More recently, Politico reported the Education Department directed student-loan companies to halt sending notices to borrowers regarding the payment-restart date, which suggested the department was preparing for a different, likely later, date to resume collecting student debt.

Still, Biden pledged during his campaign to approve $10,000 in student-debt cancellation for every borrower, and his silence on the issue has some voters frustrated. A student-loan borrower previously told Insider it was "upsetting" Biden had not yet fulfilled his promise.

"I would be shocked, and I'd be thrilled to go to the voting booth if they do do it," he said, referring to student-loan relief. "But right now, they need to earn my vote, and right now, they're not doing it."

Some Republican lawmakers have criticized the idea of more student-loan relief. A group of House Republicans recently called student-loan forgiveness "reckless" and "short-sighted," citing the cost the relief would have to taxpayers and the economy.

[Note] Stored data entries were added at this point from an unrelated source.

//! Credit business logic - Mock credit balance for AI-assisted actions.
//!
//! Every AI-assisted action has a fixed credit cost. An action is only allowed when
//! the balance covers the cost, and the balance can never drop below zero: the
//! `u32` balance plus the checked debit below enforce that in the ledger itself,
//! not in whatever displays the confirmation.

use crate::errors::{Error, Result};
use chrono::{DateTime, Utc};
use std::fmt;

/// Whether `balance` covers `cost`.
#[must_use]
pub const fn can_afford(balance: u32, cost: u32) -> bool {
    balance >= cost
}

/// Returns the balance left after paying `cost`.
///
/// # Errors
/// Returns [`Error::InsufficientCredits`] when the balance does not cover the cost.
pub fn debit(balance: u32, cost: u32) -> Result<u32> {
    balance
        .checked_sub(cost)
        .ok_or(Error::InsufficientCredits { balance, cost })
}

/// Credits still missing to afford `cost`; zero when affordable.
#[must_use]
pub const fn shortfall(balance: u32, cost: u32) -> u32 {
    cost.saturating_sub(balance)
}

/// AI-assisted actions and their fixed prices.
#[derive(Debug, Clone, Copy, PartialEq, Eq, Hash)]
pub enum AiAction {
    /// Marketing copy for a product
    ProductDescription,
    /// Review of a product's margin
    MarginAnalysis,
    /// Price adjustment for the season
    SeasonalPricing,
    /// Recipes that use up expiring ingredients
    RecipeSuggestions,
    /// Ideas for a healthy product line
    HealthyLineExploration,
}

impl AiAction {
    /// Credits charged per run.
    #[must_use]
    pub const fn cost(self) -> u32 {
        match self {
            Self::ProductDescription => 1,
            Self::MarginAnalysis | Self::RecipeSuggestions => 3,
            Self::SeasonalPricing => 5,
            Self::HealthyLineExploration => 7,
        }
    }

    /// Label recorded in the credit history.
    #[must_use]
    pub const fn description(self) -> &'static str {
        match self {
            Self::ProductDescription => "Product description generated",
            Self::MarginAnalysis => "Margin analysis",
            Self::SeasonalPricing => "Seasonal price suggestion",
            Self::RecipeSuggestions => "Recipes for expiring ingredients",
            Self::HealthyLineExploration => "Healthy product line exploration",
        }
    }
}

/// Credit packs available for purchase.
#[derive(Debug, Clone, Copy, PartialEq, Eq, Hash)]
pub enum CreditPackage {
    /// 50 credits
    Starter,
    /// 150 credits
    Standard,
    /// 350 credits
    Premium,
}

impl CreditPackage {
    /// Packs in display order.
    pub const ALL: [Self; 3] = [Self::Starter, Self::Standard, Self::Premium];

    /// Credits added on purchase.
    #[must_use]
    pub const fn credits(self) -> u32 {
        match self {
            Self::Starter => 50,
            Self::Standard => 150,
            Self::Premium => 350,
        }
    }

    /// Price in BRL.
    #[must_use]
    pub const fn price(self) -> f64 {
        match self {
            Self::Starter => 9.90,
            Self::Standard => 19.90,
            Self::Premium => 39.90,
        }
    }

    /// Price in BRL of a single credit.
    #[must_use]
    pub fn price_per_credit(self) -> f64 {
        self.price() / f64::from(self.credits())
    }
}

impl fmt::Display for CreditPackage {
    fn fmt(&self, f: &mut fmt::Formatter<'_>) -> fmt::Result {
        let name = match self {
            Self::Starter => "starter",
            Self::Standard => "standard",
            Self::Premium => "premium",
        };
        f.write_str(name)
    }
}

/// Direction of a credit history entry.
#[derive(Debug, Clone, Copy, PartialEq, Eq)]
pub enum ActivityKind {
    /// Credits charged for an action
    Spent,
    /// Credits added by a pack
    Gained,
}

/// One entry of the credit history.
#[derive(Debug, Clone, PartialEq)]
pub struct CreditActivity {
    /// Spent or gained
    pub kind: ActivityKind,
    /// What the credits were for
    pub description: String,
    /// Credits moved
    pub amount: u32,
    /// When it happened
    pub at: DateTime<Utc>,
}

/// What a confirmation dialog shows before an action is charged.
#[derive(Debug, Clone, Copy, PartialEq, Eq)]
pub struct DebitPreview {
    /// Credits the action costs
    pub cost: u32,
    /// Credits available now
    pub balance: u32,
    /// Balance after the debit, `None` if it cannot be afforded
    pub remaining: Option<u32>,
}

impl DebitPreview {
    /// Whether the action can be charged.
    #[must_use]
    pub const fn is_affordable(&self) -> bool {
        self.remaining.is_some()
    }

    /// Credits missing to afford the action.
    #[must_use]
    pub const fn shortfall(&self) -> u32 {
        shortfall(self.balance, self.cost)
    }
}

/// Session credit balance plus its history.
#[derive(Debug, Clone, Default)]
pub struct CreditLedger {
    balance: u32,
    activity: Vec<CreditActivity>,
}

impl CreditLedger {
    /// Ledger with an initial balance and empty history.
    #[must_use]
    pub const fn new(balance: u32) -> Self {
        Self {
            balance,
            activity: Vec::new(),
        }
    }

    /// Credits available.
    #[must_use]
    pub const fn balance(&self) -> u32 {
        self.balance
    }

    /// History, oldest first.
    #[must_use]
    pub fn activity(&self) -> &[CreditActivity] {
        &self.activity
    }

    /// What charging `action` would do, without charging it.
    #[must_use]
    pub const fn preview(&self, action: AiAction) -> DebitPreview {
        DebitPreview {
            cost: action.cost(),
            balance: self.balance,
            remaining: self.balance.checked_sub(action.cost()),
        }
    }

    /// Charges an action and returns the new balance.
    ///
    /// # Errors
    /// Returns [`Error::InsufficientCredits`]; balance and history are unchanged.
    pub fn spend(&mut self, action: AiAction) -> Result<u32> {
        self.balance = debit(self.balance, action.cost())?;
        self.activity.push(CreditActivity {
            kind: ActivityKind::Spent,
            description: action.description().to_string(),
            amount: action.cost(),
            at: Utc::now(),
        });
        Ok(self.balance)
    }

    /// Adds a purchased pack and returns the new balance.
    pub fn top_up(&mut self, package: CreditPackage) -> u32 {
        self.balance = self.balance.saturating_add(package.credits());
        self.activity.push(CreditActivity {
            kind: ActivityKind::Gained,
            description: format!("Purchased {} pack of {} credits", package, package.credits()),
            amount: package.credits(),
            at: Utc::now(),
        });
        self.balance
    }
}

#[cfg(test)]
mod tests {
    #![allow(clippy::unwrap_used)]
    use super::*;
    use crate::test_utils::assert_close;

    #[test]
    fn test_debit() {
        assert_eq!(debit(42, 3).unwrap(), 39);
        assert_eq!(debit(3, 3).unwrap(), 0);
        assert!(matches!(
            debit(2, 3),
            Err(Error::InsufficientCredits { balance: 2, cost: 3 })
        ));
    }

    #[test]
    fn test_can_afford_and_shortfall() {
        assert!(can_afford(5, 5));
        assert!(!can_afford(2, 3));
        assert_eq!(shortfall(2, 7), 5);
        assert_eq!(shortfall(10, 7), 0);
    }

    #[test]
    fn test_spend_records_activity() {
        let mut ledger = CreditLedger::new(42);
        assert_eq!(ledger.spend(AiAction::MarginAnalysis).unwrap(), 39);
        assert_eq!(ledger.balance(), 39);

        let entry = &ledger.activity()[0];
        assert_eq!(entry.kind, ActivityKind::Spent);
        assert_eq!(entry.amount, 3);
    }

    #[test]
    fn test_failed_spend_leaves_state_unchanged() {
        let mut ledger = CreditLedger::new(2);
        let result = ledger.spend(AiAction::MarginAnalysis);

        assert!(matches!(result, Err(Error::InsufficientCredits { .. })));
        assert_eq!(ledger.balance(), 2);
        assert!(ledger.activity().is_empty());
    }

    #[test]
    fn test_preview() {
        let ledger = CreditLedger::new(4);
        let ok = ledger.preview(AiAction::MarginAnalysis);
        assert!(ok.is_affordable());
        assert_eq!(ok.remaining, Some(1));

        let short = ledger.preview(AiAction::HealthyLineExploration);
        assert!(!short.is_affordable());
        assert_eq!(short.shortfall(), 3);
    }

    #[test]
    fn test_top_up() {
        let mut ledger = CreditLedger::new(2);
        assert_eq!(ledger.top_up(CreditPackage::Starter), 52);
        assert_eq!(ledger.activity()[0].kind, ActivityKind::Gained);

        let mut full = CreditLedger::new(u32::MAX - 10);
        assert_eq!(full.top_up(CreditPackage::Premium), u32::MAX);
    }

    #[test]
    fn test_package_price_per_credit() {
        assert_close(CreditPackage::Starter.price_per_credit(), 0.198);
        assert_close(CreditPackage::Premium.price_per_credit(), 0.114);
        assert!(
            CreditPackage::Premium.price_per_credit() < CreditPackage::Standard.price_per_credit()
        );
    }
}
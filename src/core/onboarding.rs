//! Conversational onboarding for entering the first ingredients.
//!
//! The conversation alternates between two prompts: the ingredient name, then what
//! a package of it costs. Each completed pair is handed back to the caller as a
//! [`CapturedIngredient`]; turning the cost label into a ledger entry happens in
//! the session. On the free plan, messages asking for AI pricing get an upgrade
//! suggestion and do not advance the conversation.

use crate::entities::PlanTier;

/// Words and phrases that mark a message as a request for AI pricing.
pub const AI_REQUEST_TERMS: [&str; 6] = [
    "precificar",
    "sugerir preço",
    "preço",
    "precificação",
    "ia",
    "inteligência artificial",
];

const GREETING: &str =
    "Olá! Vamos cadastrar seu primeiro ingrediente. Qual é o nome dele?";

/// Where the conversation currently stands.
#[derive(Debug, Clone, PartialEq, Eq, Default)]
pub enum OnboardingState {
    /// Waiting for an ingredient name
    #[default]
    AwaitingName,
    /// Waiting for the cost of `name`
    AwaitingCost {
        /// Ingredient named in the previous message
        name: String,
    },
}

/// A name plus the raw cost label the user typed for it.
#[derive(Debug, Clone, PartialEq, Eq)]
pub struct CapturedIngredient {
    /// Ingredient name
    pub name: String,
    /// Cost as typed, e.g. "R$ 5,50 por 1kg"
    pub cost_label: String,
}

/// Outcome of one user message.
#[derive(Debug, Clone, PartialEq, Eq)]
pub enum OnboardingReply {
    /// Blank input; nothing happened
    Ignored,
    /// AI pricing was requested on the free plan
    UpgradeSuggested,
    /// The name was recorded and the cost is being asked for
    AskCost {
        /// Ingredient that was named
        name: String,
    },
    /// Both answers are in
    Captured(CapturedIngredient),
}

impl OnboardingReply {
    /// Text the assistant answers with, if any.
    #[must_use]
    pub fn bot_message(&self) -> Option<String> {
        match self {
            Self::Ignored => None,
            Self::UpgradeSuggested => Some(
                "A sugestão de preço com IA faz parte do Plano Pro, que analisa seus custos \
                 para encontrar a margem ideal. Quer conhecer?"
                    .to_string(),
            ),
            Self::AskCost { name } => Some(format!(
                "Certo! Quanto custa um pacote de \"{name}\"? Por exemplo: \"R$ 5,50 por 1kg\"."
            )),
            Self::Captured(captured) => Some(format!(
                "Pronto, \"{}\" foi salvo no seu inventário. Qual é o próximo ingrediente?",
                captured.name
            )),
        }
    }
}

/// The onboarding conversation state machine.
#[derive(Debug, Clone, Default)]
pub struct Onboarding {
    state: OnboardingState,
}

impl Onboarding {
    /// Conversation waiting for the first name.
    #[must_use]
    pub fn new() -> Self {
        Self::default()
    }

    /// Opening prompt of the assistant.
    #[must_use]
    pub const fn greeting() -> &'static str {
        GREETING
    }

    /// Current step.
    #[must_use]
    pub const fn state(&self) -> &OnboardingState {
        &self.state
    }

    /// Feeds one user message into the conversation.
    pub fn handle(&mut self, input: &str, tier: PlanTier) -> OnboardingReply {
        let input = input.trim();
        if input.is_empty() {
            return OnboardingReply::Ignored;
        }

        if tier == PlanTier::Free && is_ai_request(input) {
            return OnboardingReply::UpgradeSuggested;
        }

        match std::mem::take(&mut self.state) {
            OnboardingState::AwaitingName => {
                let name = input.to_string();
                self.state = OnboardingState::AwaitingCost { name: name.clone() };
                OnboardingReply::AskCost { name }
            }
            OnboardingState::AwaitingCost { name } => {
                OnboardingReply::Captured(CapturedIngredient {
                    name,
                    cost_label: input.to_string(),
                })
            }
        }
    }
}

/// Whether a message asks for AI pricing.
///
/// Terms match whole words, so `ia` does not fire inside words like "melancia".
#[must_use]
pub fn is_ai_request(message: &str) -> bool {
    let lower = message.to_lowercase();
    let words: Vec<&str> = lower
        .split(|c: char| !c.is_alphanumeric())
        .filter(|word| !word.is_empty())
        .collect();

    AI_REQUEST_TERMS.iter().any(|term| {
        let term_words: Vec<&str> = term.split(' ').collect();
        words
            .windows(term_words.len())
            .any(|window| window == term_words.as_slice())
    })
}

#[cfg(test)]
mod tests {
    use super::*;

    #[test]
    fn test_two_step_capture() {
        let mut flow = Onboarding::new();

        let reply = flow.handle("Farinha de Trigo", PlanTier::Free);
        assert_eq!(
            reply,
            OnboardingReply::AskCost {
                name: "Farinha de Trigo".to_string()
            }
        );
        assert!(matches!(flow.state(), OnboardingState::AwaitingCost { .. }));

        let reply = flow.handle("R$ 5,50 por 1kg", PlanTier::Free);
        assert_eq!(
            reply,
            OnboardingReply::Captured(CapturedIngredient {
                name: "Farinha de Trigo".to_string(),
                cost_label: "R$ 5,50 por 1kg".to_string(),
            })
        );
        assert_eq!(flow.state(), &OnboardingState::AwaitingName);
    }

    #[test]
    fn test_blank_input_is_ignored() {
        let mut flow = Onboarding::new();
        assert_eq!(flow.handle("   ", PlanTier::Free), OnboardingReply::Ignored);
        assert_eq!(flow.state(), &OnboardingState::AwaitingName);
        assert!(OnboardingReply::Ignored.bot_message().is_none());
    }

    #[test]
    fn test_ai_request_on_free_plan_does_not_advance() {
        let mut flow = Onboarding::new();
        flow.handle("Ovos", PlanTier::Free);

        let reply = flow.handle("Pode sugerir preço pra mim?", PlanTier::Free);
        assert_eq!(reply, OnboardingReply::UpgradeSuggested);
        assert_eq!(
            flow.state(),
            &OnboardingState::AwaitingCost {
                name: "Ovos".to_string()
            }
        );
    }

    #[test]
    fn test_ai_request_on_pro_plan_flows_through() {
        let mut flow = Onboarding::new();
        let reply = flow.handle("quero precificar", PlanTier::Pro);
        assert!(matches!(reply, OnboardingReply::AskCost { .. }));
    }

    #[test]
    fn test_is_ai_request_matches_whole_words() {
        assert!(is_ai_request("Usar IA"));
        assert!(is_ai_request("inteligência artificial, por favor"));
        assert!(is_ai_request("qual o PREÇO ideal?"));
        assert!(!is_ai_request("Melancia"));
        assert!(!is_ai_request("Farinha de trigo"));
    }

    #[test]
    fn test_bot_messages() {
        let ask = OnboardingReply::AskCost {
            name: "Leite".to_string(),
        };
        assert!(ask.bot_message().unwrap_or_default().contains("\"Leite\""));
        assert!(OnboardingReply::UpgradeSuggested.bot_message().is_some());
        assert!(!Onboarding::greeting().is_empty());
    }
}
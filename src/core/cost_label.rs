//! Parsing of free-text cost labels typed during onboarding.
//!
//! Labels look like `R$ 5,50 por 1kg`, `12 / 2 litros` or just `R$ 1.234,56`.
//! The price uses Brazilian formatting: when a comma is present it is the decimal
//! separator and dots are thousands separators. The package part after `por` or
//! `/` is optional and defaults to one kilogram.

use crate::{
    entities::{IngredientDraft, Unit},
    errors::{Error, Result},
};

/// A parsed cost label: `price` paid for `quantity` of `unit`.
#[derive(Debug, Clone, Copy, PartialEq)]
pub struct CostLabel {
    /// Price of the whole package
    pub price: f64,
    /// Package size
    pub quantity: f64,
    /// Unit of the package size
    pub unit: Unit,
}

impl CostLabel {
    /// Price of a single unit of the package.
    #[must_use]
    pub fn unit_price(&self) -> f64 {
        self.price / self.quantity
    }

    /// Ingredient draft for a package bought at this label.
    #[must_use]
    pub fn into_draft(self, name: impl Into<String>) -> IngredientDraft {
        IngredientDraft::new(name, self.quantity, self.unit, self.unit_price())
    }
}

/// Parses a cost label.
///
/// # Errors
/// Returns [`Error::Validation`] when the price or package quantity is missing,
/// unparsable or not greater than zero, or when the unit is unknown.
pub fn parse_cost_label(label: &str) -> Result<CostLabel> {
    let normalized = label.trim().to_lowercase();
    let (price_part, package_part) = split_package(&normalized);

    let price = parse_amount(strip_currency(price_part))?;
    if price <= 0.0 {
        return Err(Error::validation(format!(
            "Price must be greater than zero in {label:?}"
        )));
    }

    let (quantity, unit) = match package_part {
        Some(package) => parse_package(package)?,
        None => (1.0, Unit::default()),
    };

    Ok(CostLabel {
        price,
        quantity,
        unit,
    })
}

fn split_package(label: &str) -> (&str, Option<&str>) {
    if let Some((price, package)) = label.split_once(" por ") {
        return (price, Some(package));
    }
    if let Some((price, package)) = label.split_once('/') {
        return (price, Some(package));
    }
    (label, None)
}

fn strip_currency(part: &str) -> &str {
    let part = part.trim();
    let part = part.strip_prefix("r$").unwrap_or(part);
    let part = part.strip_suffix("reais").unwrap_or(part);
    part.trim()
}

fn parse_amount(raw: &str) -> Result<f64> {
    let compact: String = raw.chars().filter(|c| !c.is_whitespace()).collect();
    if compact.is_empty() {
        return Err(Error::validation("Missing amount in cost label"));
    }

    let canonical = if compact.contains(',') {
        compact.replace('.', "").replace(',', ".")
    } else {
        compact
    };

    let value: f64 = canonical
        .parse()
        .map_err(|_| Error::validation(format!("Could not read amount {raw:?}")))?;

    if !value.is_finite() {
        return Err(Error::validation(format!("Amount {raw:?} is not a number")));
    }
    Ok(value)
}

fn parse_package(package: &str) -> Result<(f64, Unit)> {
    let package = package.trim();
    let split = package
        .find(|c: char| !(c.is_ascii_digit() || c == ',' || c == '.'))
        .unwrap_or(package.len());
    let (number, unit) = package.split_at(split);

    let quantity = if number.trim().is_empty() {
        1.0
    } else {
        parse_amount(number)?
    };
    if quantity <= 0.0 {
        return Err(Error::validation(format!(
            "Package quantity must be greater than zero in {package:?}"
        )));
    }

    let unit = match unit.trim() {
        "" => Unit::default(),
        other => other.parse()?,
    };

    Ok((quantity, unit))
}
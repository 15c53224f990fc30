//! Product costing business logic.
//!
//! Turns the batch inputs of a recipe (what was spent on ingredients and packaging,
//! how many units it yields, and the desired margin) into per-unit cost and a
//! suggested per-unit sale price. Every function here is pure: the same inputs always
//! produce bit-identical outputs, so callers simply recompute on each input change.

use crate::errors::{Error, Result};
use std::{num::NonZeroU32, ops::RangeInclusive};

/// Margin band the product form recommends for handmade goods.
pub const RECOMMENDED_MARGIN: RangeInclusive<f64> = 60.0..=80.0;

/// Derived pricing for one batch.
#[derive(Debug, Clone, Copy, PartialEq)]
pub struct Costing {
    /// Ingredient cost plus packaging cost
    pub total_cost: f64,
    /// Total cost divided by the yield
    pub cost_per_unit: f64,
    /// Per-unit cost marked up by the margin
    pub sell_price_per_unit: f64,
}

impl Costing {
    /// Computes pricing for inputs that are already known to be valid.
    ///
    /// The non-zero yield makes the division total; cost and margin validation is
    /// left to [`compute_costing`] and the entity constructors.
    #[must_use]
    pub fn for_batch(
        ingredient_cost: f64,
        packaging_cost: f64,
        yield_count: NonZeroU32,
        margin_percent: f64,
    ) -> Self {
        let total_cost = ingredient_cost + packaging_cost;
        let cost_per_unit = total_cost / f64::from(yield_count.get());
        let sell_price_per_unit = cost_per_unit * (1.0 + margin_percent / 100.0);

        Self {
            total_cost,
            cost_per_unit,
            sell_price_per_unit,
        }
    }

    /// Sale price of a whole batch of `yield_count` units.
    #[must_use]
    pub fn batch_sell_price(&self, yield_count: NonZeroU32) -> f64 {
        self.sell_price_per_unit * f64::from(yield_count.get())
    }

    /// Profit on each unit sold. Negative when the margin is negative.
    #[must_use]
    pub fn profit_per_unit(&self) -> f64 {
        self.sell_price_per_unit - self.cost_per_unit
    }
}

/// Computes per-unit cost and sale price from raw form values.
///
/// Negative margins are accepted as-is and produce a sale price below cost.
///
/// # Errors
/// Returns an error if:
/// - `yield_count` is zero ([`Error::DivisionByZero`])
/// - either cost is negative or not finite ([`Error::Validation`])
/// - the margin is NaN or infinite ([`Error::Validation`])
pub fn compute_costing(
    ingredient_cost: f64,
    packaging_cost: f64,
    yield_count: u32,
    margin_percent: f64,
) -> Result<Costing> {
    validate_cost("ingredient cost", ingredient_cost)?;
    validate_cost("packaging cost", packaging_cost)?;
    validate_margin(margin_percent)?;

    let yield_count = NonZeroU32::new(yield_count).ok_or_else(|| Error::DivisionByZero {
        context: "cost per unit with a yield of 0 units".to_string(),
    })?;

    Ok(Costing::for_batch(
        ingredient_cost,
        packaging_cost,
        yield_count,
        margin_percent,
    ))
}

/// Margin that turns `cost` into `sell_price`, as a percentage.
///
/// # Errors
/// Returns [`Error::DivisionByZero`] when `cost` is zero, and [`Error::Validation`]
/// when either value is negative or not finite.
pub fn implied_margin_percent(cost: f64, sell_price: f64) -> Result<f64> {
    validate_cost("cost", cost)?;
    validate_cost("sell price", sell_price)?;

    if cost == 0.0 {
        return Err(Error::DivisionByZero {
            context: "margin of a product with zero cost".to_string(),
        });
    }

    Ok((sell_price / cost - 1.0) * 100.0)
}

/// Advisory classification of a margin. Nothing is enforced from it.
#[derive(Debug, Clone, Copy, PartialEq, Eq)]
pub enum MarginAdvice {
    /// The sale price is below cost
    BelowCost,
    /// Under the recommended band
    Low,
    /// Inside the recommended band
    Recommended,
    /// Above the recommended band
    High,
}

/// Classifies a margin against [`RECOMMENDED_MARGIN`]. Advisory only.
#[must_use]
pub fn margin_advice(margin_percent: f64) -> MarginAdvice {
    if margin_percent < 0.0 {
        MarginAdvice::BelowCost
    } else if margin_percent < *RECOMMENDED_MARGIN.start() {
        MarginAdvice::Low
    } else if RECOMMENDED_MARGIN.contains(&margin_percent) {
        MarginAdvice::Recommended
    } else {
        MarginAdvice::High
    }
}

/// Rejects negative, NaN and infinite monetary amounts.
pub(crate) fn validate_cost(label: &str, value: f64) -> Result<()> {
    if !value.is_finite() || value < 0.0 {
        return Err(Error::validation(format!(
            "The {label} must be a non-negative amount, got {value}"
        )));
    }
    Ok(())
}

pub(crate) fn validate_margin(margin_percent: f64) -> Result<()> {
    if !margin_percent.is_finite() {
        return Err(Error::validation(format!(
            "Margin must be a finite percentage, got {margin_percent}"
        )));
    }
    Ok(())
}
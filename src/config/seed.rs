//! Seed data loading from config.toml
//!
//! This module provides functionality to load sample ingredients and products
//! from a TOML configuration file. The records defined there populate a new
//! session on startup; nothing is ever written back.

use crate::{
    entities::{IngredientDraft, ProductDraft, Unit},
    errors::{Error, Result},
};
use chrono::NaiveDate;
use serde::Deserialize;
use std::path::Path;

/// Configuration structure representing the entire seed file
#[derive(Debug, Default, Deserialize)]
pub struct SeedConfig {
    /// Ingredients to place in the ledger
    #[serde(default)]
    pub ingredients: Vec<IngredientSeed>,
    /// Products to place in the catalog
    #[serde(default)]
    pub products: Vec<ProductSeed>,
}

/// A seeded ingredient purchase
#[derive(Debug, Deserialize, Clone)]
pub struct IngredientSeed {
    /// Ingredient name
    pub name: String,
    /// Amount purchased
    pub quantity: f64,
    /// Purchase unit, e.g. `"kg"` or `"unidade"`
    pub unit: Unit,
    /// Price paid per unit
    pub unit_price: f64,
    /// Optional supplier
    #[serde(default)]
    pub supplier: Option<String>,
    /// `YYYY-MM-DD`; today when absent
    #[serde(default)]
    pub last_purchase_date: Option<NaiveDate>,
}

impl IngredientSeed {
    /// Converts the entry into a form draft for the ledger.
    #[must_use]
    pub fn to_draft(&self) -> IngredientDraft {
        IngredientDraft {
            name: self.name.clone(),
            quantity: self.quantity,
            unit: self.unit,
            unit_price: self.unit_price,
            supplier: self.supplier.clone(),
        }
    }
}

/// A seeded product
#[derive(Debug, Deserialize, Clone)]
pub struct ProductSeed {
    /// Product name
    pub name: String,
    /// Catalog grouping; "Geral" when absent
    #[serde(default)]
    pub category: String,
    /// Sellable units per batch
    pub yield_count: u32,
    /// Ingredient cost of one batch
    pub ingredient_cost: f64,
    /// Packaging cost of one batch
    #[serde(default)]
    pub packaging_cost: f64,
    /// Target markup in percent
    pub margin_percent: f64,
    /// Preparation time of one batch
    #[serde(default)]
    pub prep_time_minutes: u32,
}

impl ProductSeed {
    /// Converts the entry into a form draft for the catalog.
    #[must_use]
    pub fn to_draft(&self) -> ProductDraft {
        ProductDraft {
            name: self.name.clone(),
            category: self.category.clone(),
            yield_count: self.yield_count,
            ingredient_cost: self.ingredient_cost,
            packaging_cost: self.packaging_cost,
            margin_percent: self.margin_percent,
            prep_time_minutes: self.prep_time_minutes,
        }
    }
}

/// Parses seed data from TOML text.
///
/// # Errors
/// Returns an error if the TOML syntax is invalid or required fields are missing.
pub fn parse_seed(contents: &str) -> Result<SeedConfig> {
    toml::from_str(contents).map_err(|e| Error::Config {
        message: format!("Failed to parse seed file: {e}"),
    })
}

/// Loads seed data from a TOML file
///
/// # Errors
/// Returns an error if:
/// - The file cannot be read
/// - The TOML syntax is invalid
/// - Required fields are missing
pub fn load_seed<P: AsRef<Path>>(path: P) -> Result<SeedConfig> {
    let path_ref = path.as_ref();
    tracing::debug!("Attempting to load seed data from: {:?}", path_ref);
    let contents = std::fs::read_to_string(path_ref).map_err(|e| Error::Config {
        message: format!("Failed to read seed file {}: {e}", path_ref.display()),
    })?;
    parse_seed(&contents)
}

/// Like [`load_seed`], but a missing file yields an empty seed.
///
/// # Errors
/// Returns an error if the file exists but cannot be read or parsed.
pub fn load_seed_or_default<P: AsRef<Path>>(path: P) -> Result<SeedConfig> {
    let path_ref = path.as_ref();
    if !path_ref.exists() {
        tracing::warn!(
            "Seed file {} not found, starting with an empty session",
            path_ref.display()
        );
        return Ok(SeedConfig::default());
    }
    load_seed(path_ref)
}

Warren has previously sounded the alarm on the effect failure to cancel student debt would have on elections, and she's not the only Democrat to do so.


Rep. Alexandria Ocasio-Cortez of New York said in December it would be "actually delusional" to think Democrats could win an election without delivering on progressive priorities, and Rep. Ayanna Pressley of Massachusetts told Insider that "the ultimate persuasion is impact, and Democrats win when we deliver bold, impactful policies that improve the daily lives of our constituents."